# Advice



## justme2014 (Jul 5, 2014)

Hi,
First post. Hopefully I make sense. I am in my late 40s as is my wife. We've been married for 25 years. Have two kids who are both in their twenties. She is a SAHM until recently when she got a part time job. 
Our marriage is just going through the motions. There is no affection, sex or feelings. We are both unhappy. I care about her but do not desire her and the feeling is mutual. We hardly talk (that may mostly be my fault). Over the years, we have had several discussions in which she has pointed out my shortcomings. These conversations include everything that she has done 'for this family' over the past 25 years. I am not writing this to bash her only to give background. Here's background on me: I do not smoke, drink, or go out without her. I hear my colleagues talking about going out all the time to grab a drink and talk.

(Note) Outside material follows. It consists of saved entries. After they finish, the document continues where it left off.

//! Sensor subsystem: individual samplers and the aggregating [`SensorHub`].
//!
//! The hub owns every sampler and produces a [`SensorSnapshot`] each tick
//! that gets written into `ThermalContext.sensors`.  Each sampler runs on
//! its own cadence; the snapshot always carries the latest cached values.

pub mod ambient;
pub mod tach;
pub mod temperature;

use crate::config::ThermalConfig;
use crate::fsm::context::SensorSnapshot;
use crate::scheduler::Millis;
use ambient::{AmbientProbe, AmbientSampler};
use tach::{PulseCounter, TachCounter};
use temperature::{ProbeBus, TemperatureSampler};

/// Aggregates all samplers and produces a unified snapshot.
pub struct SensorHub<B, A> {
    pub temperature: TemperatureSampler<B>,
    pub ambient: AmbientSampler<A>,
    pub tach: TachCounter,
}

impl<B: ProbeBus, A: AmbientProbe> SensorHub<B, A> {
    /// Construct a new hub.  Drivers are built in `main` where peripheral
    /// ownership is established.
    pub fn new(
        probes: B,
        ambient: A,
        tach_source: &'static PulseCounter,
        config: &ThermalConfig,
    ) -> Self {
        Self {
            temperature: TemperatureSampler::new(probes, config),
            ambient: AmbientSampler::new(ambient, config),
            tach: TachCounter::new(
                tach_source,
                config.tach_window_ms,
                config.tach_pulses_per_rev,
            ),
        }
    }

    /// Advance every sampler and return the latest known values.
    ///
    /// Individual read failures are contained inside each sampler; a flaky
    /// probe shows up as `None`, never as an error out of the loop.
    pub fn read_all(&mut self, now: Millis) -> SensorSnapshot {
        self.temperature.step(now);
        self.ambient.poll(now);
        self.tach.poll(now);

        SensorSnapshot {
            chamber_c: self.temperature.chamber(),
            intake_c: self.temperature.intake(),
            ambient_c: self.ambient.temperature(),
            humidity_pct: self.ambient.humidity(),
            fan_rpm: self.tach.rpm(),
        }
    }
}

They've asked me in the past but I say no because it will lead to a fight between us. She does not drive, although she can, so whenever she needs to go somewhere, I'm driving. She says that I do not do enough and am 'not the man of the house' because she has to ask/ tell me to do/ fix things around the house. I work a full time job. I come home and do laundry, clean and vacuum. Not every day but I have no problem doing this - and I'm not told or asked. 
There is no sex in our marriage and there hasn't been for a long time - I've tried. There is no affection between us (hugs, kisses, saying I love you)
I'm at a point where I think we need some time apart. Is this selfish?? I really don't want to hurt her but I also don't want to be like this. Please offer any suggestions and I'll provide more info if needed. Not sure where to go with this.
Thank you


----------



## hesitationmarks (Jan 30, 2014)

If the marriage is essentially emotional dead on the wife's side then the marriage is over. Your wife is now working getting male attention, which is something you never provide to her over the last 10 years or longer? She likely died emotionally halfway through the marriage. Now the kids are gone out of the house, she has no reason to stay. Good Luck if you want to save it. Sounds pretty bleak though. Read Married Man Sex Life tonight.


----------



## Rottdad42 (Nov 26, 2012)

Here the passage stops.